Essa sua aflição me puxou para trás, pro tempo de guerra braba, numa tarde de água densa nas beiras fundas do rio Urucuia. A chuva desabava feito castigo velho, lavando os rastros da gente na fuga da força volante. Eu me abriguei na base de um barranco de terra solta. Comigo estava só o Joãozinho Vinte, um menino magro, sem fiapo de barba no queixo. A lama vinha escorrendo grossa, parda, cobrindo os nossos tornozelos, subindo pelos joelhos. Um frio de cortar a alma no meio do aguaceiro.
Eu perguntei pra ele, tateando o ombro ensopado: — Tu tá com frio, menino? Ele, batendo os dentes na cara lambuzada de barro: — Tô não, sô Riobaldo. Mas essa água tem peso de pedra miúda. Se a bala dos macacos não pegar a gente, esse barro engole e afoga nós tudo.

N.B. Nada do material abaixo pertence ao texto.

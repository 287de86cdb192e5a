//! Static dispatch: the three steps of a construct-and-invoke call.
//!
//! - [`ArgumentForwarder`] - hands caller arguments to the constructor
//! - [`ConstructionErrorTranslator`] - reclassifies rejected constructor arguments
//! - [`CallbackRouter`] - decides whether the invocation operation gets the callback
//! - [`Dispatcher`] - runs them in order

pub mod dispatcher;
pub mod forwarder;
pub mod router;
pub mod translator;

pub use dispatcher::{Dispatcher, invoke};
pub use forwarder::ArgumentForwarder;
pub use router::{CallbackRouter, Delivery};
pub use translator::ConstructionErrorTranslator;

Foi nessa hora que o estrondo do raio lascou o céu no meio. O clarão branco lambeu a grota inteira. Por um piscar de segundo, a chuva pesada virou corda de prata caindo do alto, e o rosto assombrado do Joãozinho brilhou lívido na minha frente. E logo depois da lapa de luz, o escuro choveu de volta, mais breu que antes, e a lama continuou sua lida surda de afogar as pernas da gente.
Eu puxei a cabeça do menino para debaixo do meu braço, sentindo o cheiro de mato podre e água suja: — O raio rasgou lá em riba, João. Tu viu o rasgão dele? — Vi sim, sô Riobaldo. Mas apagou ligeiro. Agora só tem nós e o barro puxando pra baixo. Eu apertei o menino mais contra a terra fria do barranco, numa mansidão doída: — Apagou no céu, mas o teu olho tá regalado até agora, de ver tanta luz junta.
Doutor Ted, o que eu recolho dessa lembrança pro senhor é que a marca do relâmpago não endurece na casca queimada da árvore, nem no buraco esturricado que o fogo fez no chão amoral. A árvore vira só carvão esquecido no tempo cego. A marca da labareda inteira não fica na lenha morta da obra que sobra; ela mora no arrepio quente do nosso braço molhado, no sobressalto da nossa carne miúda quando apertamos a mão de um companheiro na hora do estrondo, enquanto a gente amassa a lama suja tentando se salvar do frio antes do breu engolir de vez. Esse sustar-de-luz-junto é a única coisa que vinga do clarão.
Acredito nisso com a barriga inteira. O senhor sofre atrás de eternizar letras na casca, mas a madeira queimada não sente saudade do raio. A doçura possível perante o fim amoral é apenas essa: partilhar a luz rápida enquanto trememos atolados no mesmo brejo mole.
Se a vida não está no pó e na árvore morta que levou o choque, eu lhe pergunto: o senhor aceitaria largar a vaidade de procurar o brilho eterno na cinza e no papel, para poder sentir o calor bruto dessa nossa mão estendida na lama, amparando o frio do outro, enquanto ainda somos carne viva debaixo do aguaceiro?